The launch of The Warehouse is a particularly big moment for Dapper, as it looks to court developers and catch fire again while learning from its mistakes with Top Shot, which struggled early on to keep up with a scaling audience and has frustrated some early adopters who have seen the value of their NFTs sink as Dapper has continued issuing more and more NFT Moments.
“The Genies Warehouse is the biggest release on Flow since NBA Top Shot and we’re looking forward to a similar success,” Dapper Labs CEO Roham Gharegozlou said in a statement.
While Genies is far from a household name today, the startup’s high-profile partners most definitely are. For years avatar startups have been popping up, hoping to capture a piece of the “digital identity” pie, but game makers have been uninterested in adopting third-party systems and celebrities have been too busy dissecting social media influence to bother thinking about virtual worlds.
Genies has been more successful than any startup in recent memory at building out a network of celebrity partnerships for a product that has a decidedly niche vision of the future of the web, albeit one increasingly shared by investors as the startup has more fervently embraced NFTs publicly this year. Last week, Genies announced a partnership with Universal Music Group to host avatars and digital goods from the group’s roster of recording artists. Genies has already enjoyed partnerships with a who’s who of entertainers, including figures like Justin Bieber, J Balvin and Cardi B.

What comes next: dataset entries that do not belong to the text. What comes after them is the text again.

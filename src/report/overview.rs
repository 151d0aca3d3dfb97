/*!
 * All-events overview report text.
 */

use std::fmt::Write as _;

use super::compose::{escape_markup, format_currency};
use crate::database::models::{EventDetails, Overview};

/// Render the overall statistics followed by one section per event.
pub fn render_overview_text(overview: &Overview, events: &[EventDetails]) -> String {
    let mut out = String::new();

    let _ = writeln!(out, "### Overall Statistics");
    let _ = writeln!(out, "Total events: **{}**", overview.total_events);
    let _ = writeln!(out, "Total suppliers: **{}**", overview.total_suppliers);
    let _ = writeln!(out, "Total budget: **{}**", format_currency(overview.total_budget));
    let _ = write!(out, "Average completion: **{}%**", overview.average_completion);

    for details in events {
        let event = &details.event;
        out.push_str("\n\n");
        let _ = writeln!(out, "### {}", escape_markup(&event.name));
        if !event.description.is_empty() {
            let _ = writeln!(out, "{}", escape_markup(&event.description));
        }
        let _ = writeln!(out, "Status: **{}**", event.status);
        let _ = writeln!(out, "Date: {}", event.date);
        let _ = writeln!(out, "Location: {}", escape_markup(&event.location));
        let _ = write!(out, "Budget: {}", format_currency(event.budget));

        let _ = write!(out, "\nSuppliers ({})", details.suppliers.len());
        for assigned in &details.suppliers {
            let _ = write!(
                out,
                "\n- **{}** - {}",
                escape_markup(&assigned.supplier.name),
                assigned.assignment.status
            );
        }
    }

    out
}
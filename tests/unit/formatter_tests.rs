/*!
 * Tests for the report formatter: splitting, inline styles and tree building
 */

use chrono::{TimeZone, Utc};
use proptest::prelude::*;

use eventdesk::report::builder::DocumentBuilder;
use eventdesk::report::inline::{has_unmatched_delimiter, tokenize};
use eventdesk::report::splitter::split_lines;
use eventdesk::report::{Block, HeadingLevel, ReportDocument, Span, format_report};

use crate::common::SAMPLE_REPORT;

fn fixed_time() -> chrono::DateTime<Utc> {
    Utc.with_ymd_and_hms(2026, 3, 14, 9, 30, 0).unwrap()
}

/// Text built from the characters that matter to the formatter
fn report_text() -> impl Strategy<Value = String> {
    proptest::string::string_regex("[a-c #*\n]{0,40}").unwrap()
}

fn line_text() -> impl Strategy<Value = String> {
    proptest::string::string_regex("[a-c *]{0,30}").unwrap()
}

#[test]
fn test_formatReport_withSampleReport_shouldProduceFourBlocks() {
    let document = format_report(SAMPLE_REPORT, fixed_time());

    assert_eq!(document.len(), 4);
    assert_eq!(
        document.blocks[0],
        Block::Heading {
            text: "Supplier Report".to_string(),
            level: HeadingLevel::Title,
        }
    );
    assert_eq!(document.blocks[1].plain_text(), "Generated on: 2026-03-14 09:30 UTC");
    assert_eq!(document.blocks[2], Block::heading("Event Overview"));
    assert_eq!(
        document.blocks[3],
        Block::paragraph(vec![
            Span::plain("The event \""),
            Span::emphasized("Gala"),
            Span::plain("\" is scheduled for "),
            Span::emphasized("2024-04-01"),
            Span::plain("."),
        ])
    );
}

#[test]
fn test_tokenize_withListedInputs_shouldMatchExpectedSpans() {
    assert_eq!(tokenize(""), vec![Span::plain("")]);
    assert_eq!(tokenize("plain text"), vec![Span::plain("plain text")]);
    assert_eq!(tokenize("**bold**"), vec![Span::emphasized("bold")]);
    assert_eq!(
        tokenize("a **b** c"),
        vec![Span::plain("a "), Span::emphasized("b"), Span::plain(" c")]
    );
}

#[test]
fn test_build_withNoLines_shouldOnlyHaveLeadBlocks() {
    let document = DocumentBuilder::new(fixed_time()).build(&[]);
    assert_eq!(document.len(), ReportDocument::LEAD_BLOCKS);
    assert!(document.content_blocks().is_empty());
}

#[test]
fn test_formatReport_withDeepHeading_shouldKeepExtraHashes() {
    let document = format_report("#### Deep", fixed_time());
    assert_eq!(document.section_headings(), vec!["# Deep"]);
}

// Odd delimiter counts leave the tail of the line emphasized
#[test]
fn test_tokenize_withUnmatchedOpener_shouldEmphasizeToEndOfLine() {
    assert!(has_unmatched_delimiter("Total **1,200"));
    assert_eq!(
        tokenize("Total **1,200"),
        vec![Span::plain("Total "), Span::emphasized("1,200")]
    );
}

proptest! {
    #[test]
    fn prop_splitLines_joined_shouldReconstructInput(text in report_text()) {
        let joined = split_lines(&text)
            .iter()
            .map(|line| line.content.as_str())
            .collect::<Vec<_>>()
            .join("\n");
        prop_assert_eq!(joined, text);
    }

    #[test]
    fn prop_tokenize_withBalancedDelimiters_shouldOnlyDropMarkers(line in line_text()) {
        prop_assume!(!has_unmatched_delimiter(&line));
        let text: String = tokenize(&line).iter().map(|s| s.text.as_str()).collect();
        prop_assert_eq!(text, line.replace("**", ""));
    }

    #[test]
    fn prop_tokenize_withUnmatchedDelimiter_shouldEndEmphasized(line in line_text()) {
        prop_assume!(has_unmatched_delimiter(&line));
        let spans = tokenize(&line);
        prop_assert!(spans.last().is_some_and(|s| s.emphasized));
    }

    #[test]
    fn prop_tokenize_shouldNeverReturnEmptyPlainSpansAlongsideOthers(line in line_text()) {
        let spans = tokenize(&line);
        prop_assert!(!spans.is_empty());
        if spans.len() > 1 {
            prop_assert!(spans.iter().all(|s| s.emphasized || !s.text.is_empty()));
        }
    }

    #[test]
    fn prop_formatReport_shouldMirrorLinesInOrder(text in report_text()) {
        let lines = split_lines(&text);
        let document = format_report(&text, fixed_time());

        prop_assert_eq!(document.len(), lines.len() + ReportDocument::LEAD_BLOCKS);
        for (line, block) in lines.iter().zip(document.content_blocks()) {
            prop_assert_eq!(line.is_heading, block.heading_text().is_some());
        }

        let heading_count = lines.iter().filter(|l| l.is_heading).count();
        prop_assert_eq!(document.section_headings().len(), heading_count);
    }
}
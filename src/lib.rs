/*!
 * # EventDesk - event and supplier management with AI reports
 *
 * A Rust library for running events together with the suppliers that
 * deliver them, and for turning the state of an event into a Word report.
 *
 * ## Features
 *
 * - Events, suppliers, assignments and deliverables stored in SQLite
 * - Milestone tracking with derived progress
 * - Supplier portal: uploads, comments and progress reports
 * - Report text written by an AI provider:
 *   - Ollama (local LLM)
 *   - OpenAI API and LM Studio
 *   - Anthropic API
 * - Offline report text composed from stored data
 * - DOCX rendering of `###` headings and `**bold**` spans
 *
 * ## Architecture
 *
 * The library is organized in these main modules:
 * - `app_config`: Configuration management
 * - `database`: SQLite persistence and the repository
 * - `report`: Report text, formatting and DOCX rendering:
 *   - `report::splitter`: Line classification
 *   - `report::inline`: Emphasis spans
 *   - `report::builder`: Document tree assembly
 *   - `report::docx`: WordprocessingML output
 *   - `report::service`: Report generation
 * - `portal`: Supplier-side operations
 * - `file_utils`: File system operations
 * - `app_controller`: Main application controller
 * - `providers`: Client implementations for various LLM providers
 * - `errors`: Custom error types for the application
 */

pub mod app_config;
pub mod app_controller;
pub mod database;
pub mod errors;
pub mod file_utils;
pub mod portal;
pub mod providers;
pub mod report;

// Re-export main types
pub use app_config::Config;
pub use app_controller::Controller;
pub use database::Repository;
pub use portal::SupplierPortal;
pub use report::{ReportMode, ReportService, format_report};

In May, Genies scored the endorsement of Mary Meeker’s venture fund Bond, which bankrolled the startup’s $65 million Series B.
While NFTs have enjoyed a fair-weather embrace by the tech industry and venture investor class, there seems to be plenty of evidence that consumers are still skeptical of how expensive digital items that look identical to the ones they’ve bought inside games for years are supposed to revolutionize their online experience.
Last month, chat app Discord found itself at the receiving end of a wide user backlash after CEO Jason Citron tweeted a screenshot of an integration with NFT wallet platform MetaMask. After thousands of replies poured in, many of them critical, Citron followed up with a tweet clarifying that it was merely an “internal concept” the the company had “no current plans to ship” and that “Web3 has lots of good but also lots of problems we need to work through at our scale.”
Both Dapper and Genies are aiming to cut through some of the NFT industry’s baggage with The Warehouse’s debut.
“This is not an avatar 10K profile picture project or us bringing culture to NFTs and crypto,” notes Genies CEO Akash Nigam. “We see this as the first step in creating a digital identity across the metaverse for consumers and plan to give the wearable creation tools to consumers and talent down the road.”